2025-11-15T15:52:10.939408

DEHYDRATOR: Enhancing Provenance Graph Storage via Hierarchical Encoding and Sequence Generation

Ying, Zhu, Lv et al.

As the scope and impact of cyber threats have expanded, analysts utilize audit logs to hunt threats and investigate attacks. The provenance graphs constructed from kernel logs are increasingly considered as an ideal data source due to their powerful semantic expression and attack historic correlation ability. However, storing provenance graphs with traditional databases faces the challenge of high storage overhead, given the high frequency of kernel events and the persistence of attacks. To address this, we propose Dehydrator, an efficient provenance graph storage system. For the logs generated by auditing frameworks, Dehydrator uses field mapping encoding to filter field-level redundancy, hierarchical encoding to filter structure-level redundancy, and finally learns a deep neural network to support batch querying. We have conducted evaluations on seven datasets totaling over one billion log entries.

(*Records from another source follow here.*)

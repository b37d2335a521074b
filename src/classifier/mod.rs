/// Alert classification engine and rule matching
pub mod engine;
pub mod rules;

pub use engine::AlertClassifier;
pub use rules::RuleSet;
//! Statistical anomaly detection over a log batch
//!
//! Three independent checks run in a fixed order: hourly-volume
//! deviations, the global error rate, and per-source error
//! concentration. Their results are concatenated and capped, so under
//! truncation the earlier checks take priority.

use crate::events::{Anomaly, AnomalyKind, LogEntry, Timestamp};
use chrono::{Duration, DurationRound};
use std::collections::BTreeMap;

/// Upper bound on anomalies reported per batch
const MAX_ANOMALIES: usize = 5;

/// Global error fraction above which a high-error-rate anomaly fires
const ERROR_RATE_THRESHOLD: f64 = 0.10;

/// Per-source error fraction above which a source anomaly fires
const SOURCE_ERROR_FRACTION: f64 = 0.20;

/// A source must exceed this share of the busiest source's volume to be
/// considered for the concentration check
const SOURCE_VOLUME_SHARE: f64 = 0.5;

/// A source must exceed this absolute count to be considered
const SOURCE_MIN_COUNT: usize = 10;

/// Detects volume, error-rate, and source anomalies in log batches
pub struct AnomalyDetector {
    threshold_std_devs: f64,
}

impl AnomalyDetector {
    /// # Arguments
    ///
    /// * `threshold_std_devs` - How many standard deviations an hourly
    ///   bucket must stray from the mean before it is flagged
    pub fn new(threshold_std_devs: f64) -> Self {
        Self { threshold_std_devs }
    }

    /// Run all checks over the logs within `[start, end]`
    ///
    /// Returns at most five anomalies: temporal first, then the global
    /// error rate, then per-source concentration.
    pub fn detect(&self, logs: &[LogEntry], start: Timestamp, end: Timestamp) -> Vec<Anomaly> {
        let window: Vec<&LogEntry> = logs
            .iter()
            .filter(|log| log.timestamp >= start && log.timestamp <= end)
            .collect();

        let mut anomalies = Vec::new();
        self.detect_temporal(&window, &mut anomalies);
        self.detect_error_rate(&window, &mut anomalies);
        self.detect_source_concentration(&window, &mut anomalies);
        anomalies.truncate(MAX_ANOMALIES);
        anomalies
    }

    /// Hourly volume check
    ///
    /// Buckets are hour-aligned and iterated chronologically. With fewer
    /// than three buckets the sample standard deviation is undefined and
    /// the check is silently skipped; that is a defined no-op, not an
    /// error.
    fn detect_temporal(&self, logs: &[&LogEntry], anomalies: &mut Vec<Anomaly>) {
        let mut buckets: BTreeMap<Timestamp, usize> = BTreeMap::new();
        for log in logs {
            let hour = log
                .timestamp
                .duration_trunc(Duration::hours(1))
                .unwrap_or(log.timestamp);
            *buckets.entry(hour).or_insert(0) += 1;
        }

        if buckets.len() < 2 {
            return;
        }

        let counts: Vec<f64> = buckets.values().map(|&c| c as f64).collect();
        let mean = counts.iter().sum::<f64>() / counts.len() as f64;

        if counts.len() < 3 {
            return;
        }

        let variance = counts
            .iter()
            .map(|count| (count - mean).powi(2))
            .sum::<f64>()
            / (counts.len() - 1) as f64;
        let std_dev = variance.sqrt();

        if std_dev <= 0.0 {
            return;
        }

        for (&hour, &count) in &buckets {
            let deviation = (count as f64 - mean).abs();
            if deviation > self.threshold_std_devs * std_dev {
                let spike = count as f64 > mean;
                anomalies.push(Anomaly {
                    kind: if spike {
                        AnomalyKind::ActivitySpike
                    } else {
                        AnomalyKind::ActivityDrop
                    },
                    timestamp: Some(hour),
                    value: Some(count as f64),
                    expected: Some(round2(mean)),
                    source: None,
                    error_count: None,
                    total_count: None,
                    description: format!(
                        "Unusual {} in log activity",
                        if spike { "spike" } else { "drop" }
                    ),
                });
            }
        }
    }

    /// Global error-rate check: more than 10% ERROR/CRITICAL entries
    fn detect_error_rate(&self, logs: &[&LogEntry], anomalies: &mut Vec<Anomaly>) {
        if logs.is_empty() {
            return;
        }

        let error_count = logs.iter().filter(|log| log.level.is_error()).count();
        if error_count == 0 {
            return;
        }

        let error_rate = error_count as f64 / logs.len() as f64;
        if error_rate > ERROR_RATE_THRESHOLD {
            let percentage = round2(error_rate * 100.0);
            anomalies.push(Anomaly {
                kind: AnomalyKind::HighErrorRate,
                timestamp: None,
                value: Some(percentage),
                expected: None,
                source: None,
                error_count: None,
                total_count: None,
                description: format!("High error rate detected: {}%", percentage),
            });
        }
    }

    /// Per-source concentration check
    ///
    /// Only sources carrying a meaningful share of the traffic are
    /// considered: more than half the busiest source's volume and more
    /// than ten entries outright. Sources are visited in name order so
    /// the output is deterministic.
    fn detect_source_concentration(&self, logs: &[&LogEntry], anomalies: &mut Vec<Anomaly>) {
        let mut per_source: BTreeMap<&str, (usize, usize)> = BTreeMap::new();
        for log in logs {
            let entry = per_source.entry(log.source.as_str()).or_insert((0, 0));
            entry.0 += 1;
            if log.level.is_error() {
                entry.1 += 1;
            }
        }

        let Some(max_count) = per_source.values().map(|&(total, _)| total).max() else {
            return;
        };

        for (source, &(total, errors)) in &per_source {
            if total as f64 > max_count as f64 * SOURCE_VOLUME_SHARE
                && total > SOURCE_MIN_COUNT
                && errors as f64 / total as f64 > SOURCE_ERROR_FRACTION
            {
                anomalies.push(Anomaly {
                    kind: AnomalyKind::SourceErrors,
                    timestamp: None,
                    value: None,
                    expected: None,
                    source: Some(source.to_string()),
                    error_count: Some(errors),
                    total_count: Some(total),
                    description: format!("High error rate from source: {}", source),
                });
            }
        }
    }
}

fn round2(value: f64) -> f64 {
    (value * 100.0).round() / 100.0
}
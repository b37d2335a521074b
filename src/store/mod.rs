//! Storage seam for alerts, rules, logs, and summaries
//!
//! Persistence mechanics live behind these traits; the engines only see
//! the interfaces. The in-memory implementation backs the CLI and the
//! tests.

pub mod memory;

pub use memory::MemoryStore;

use crate::error::StoreError;
use crate::events::{
    Alert, AlertFilter, AlertRule, LogEntry, LogSummary, NewRule, Timestamp,
};
use uuid::Uuid;

/// Store for classification rules
pub trait RuleStore: Send + Sync {
    /// Persist a new rule, assigning its id, creation time, and
    /// definition-order sequence number. Rule names are unique.
    fn create_rule(&self, rule: NewRule) -> Result<AlertRule, StoreError>;

    /// All rules in definition order
    fn rules(&self) -> Result<Vec<AlertRule>, StoreError>;

    /// Enable or disable a rule by name
    ///
    /// Returns the updated rule, or `None` for an unknown name.
    fn set_rule_enabled(&self, name: &str, enabled: bool) -> Result<Option<AlertRule>, StoreError>;
}

/// Store for classified alerts
pub trait AlertStore: Send + Sync {
    fn insert_alert(&self, alert: &Alert) -> Result<(), StoreError>;

    fn alert(&self, id: Uuid) -> Result<Option<Alert>, StoreError>;

    /// Apply `mutate` to the stored alert under the store's lock
    ///
    /// The read-modify-write is atomic with respect to other updates of
    /// the same alert. Returns the post-update alert, or `None` for an
    /// unknown id.
    fn update_alert(
        &self,
        id: Uuid,
        mutate: &mut dyn FnMut(&mut Alert),
    ) -> Result<Option<Alert>, StoreError>;

    /// Alerts with `timestamp >= cutoff`
    fn alerts_since(&self, cutoff: Timestamp) -> Result<Vec<Alert>, StoreError>;

    /// Alerts matching the filter, in no particular order
    fn query_alerts(&self, filter: &AlertFilter) -> Result<Vec<Alert>, StoreError>;
}

/// Store for raw log entries (read dependency of the summarizer)
pub trait LogStore: Send + Sync {
    fn insert_logs(&self, entries: &[LogEntry]) -> Result<(), StoreError>;

    /// Logs with `start <= timestamp <= end`, oldest first
    fn logs_between(&self, start: Timestamp, end: Timestamp) -> Result<Vec<LogEntry>, StoreError>;
}

/// Store for generated summaries (append-only history)
pub trait SummaryStore: Send + Sync {
    fn insert_summary(&self, summary: &LogSummary) -> Result<(), StoreError>;

    /// Most recent summaries by creation time, newest first
    fn recent_summaries(&self, limit: usize) -> Result<Vec<LogSummary>, StoreError>;
}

Experimental results show that Dehydrator reduces the storage space by 84.55%. Dehydrator is 7.36 times more efficient than PostgreSQL, 7.16 times than Neo4j, and 16.17 times than Leonard (the work most closely related to Dehydrator, published at Usenix Security'23).

academic

DEHYDRATOR: Enhancing Provenance Graph Storage via Hierarchical Encoding and Sequence Generation

Basic Information

Paper ID: 2501.00446
Title: DEHYDRATOR: Enhancing Provenance Graph Storage via Hierarchical Encoding and Sequence Generation
Authors: Jie Ying, Tiantian Zhu*, Mingqi Lv, Tieming Chen (Zhejiang University of Technology)
Classification: cs.CR (Cryptography and Security)
Published Journal: IEEE Transactions on Information Forensics and Security
Paper Link: https://arxiv.org/abs/2501.00446

Abstract

As the scope and impact of cyber threats expand, analysts leverage audit logs to track threats and investigate attacks. Provenance graphs constructed from kernel logs are increasingly viewed as ideal data sources due to their powerful semantic expressiveness and ability to correlate attack histories. However, due to the high frequency of kernel events and the persistence of attacks, storing provenance graphs using traditional databases faces challenges of high storage overhead. To address this issue, this paper proposes DEHYDRATOR, an efficient provenance graph storage system. For logs generated by audit frameworks, DEHYDRATOR uses field-mapping encoding to filter field-level redundancy, hierarchical encoding to filter structure-level redundancy, and finally trains deep neural networks to support batch queries. Evaluated on seven datasets comprising over one billion log entries in total, experimental results demonstrate that DEHYDRATOR reduces storage space by 84.55%, achieving 7.36× efficiency over PostgreSQL, 7.16× over Neo4j, and 16.17× over Leonard.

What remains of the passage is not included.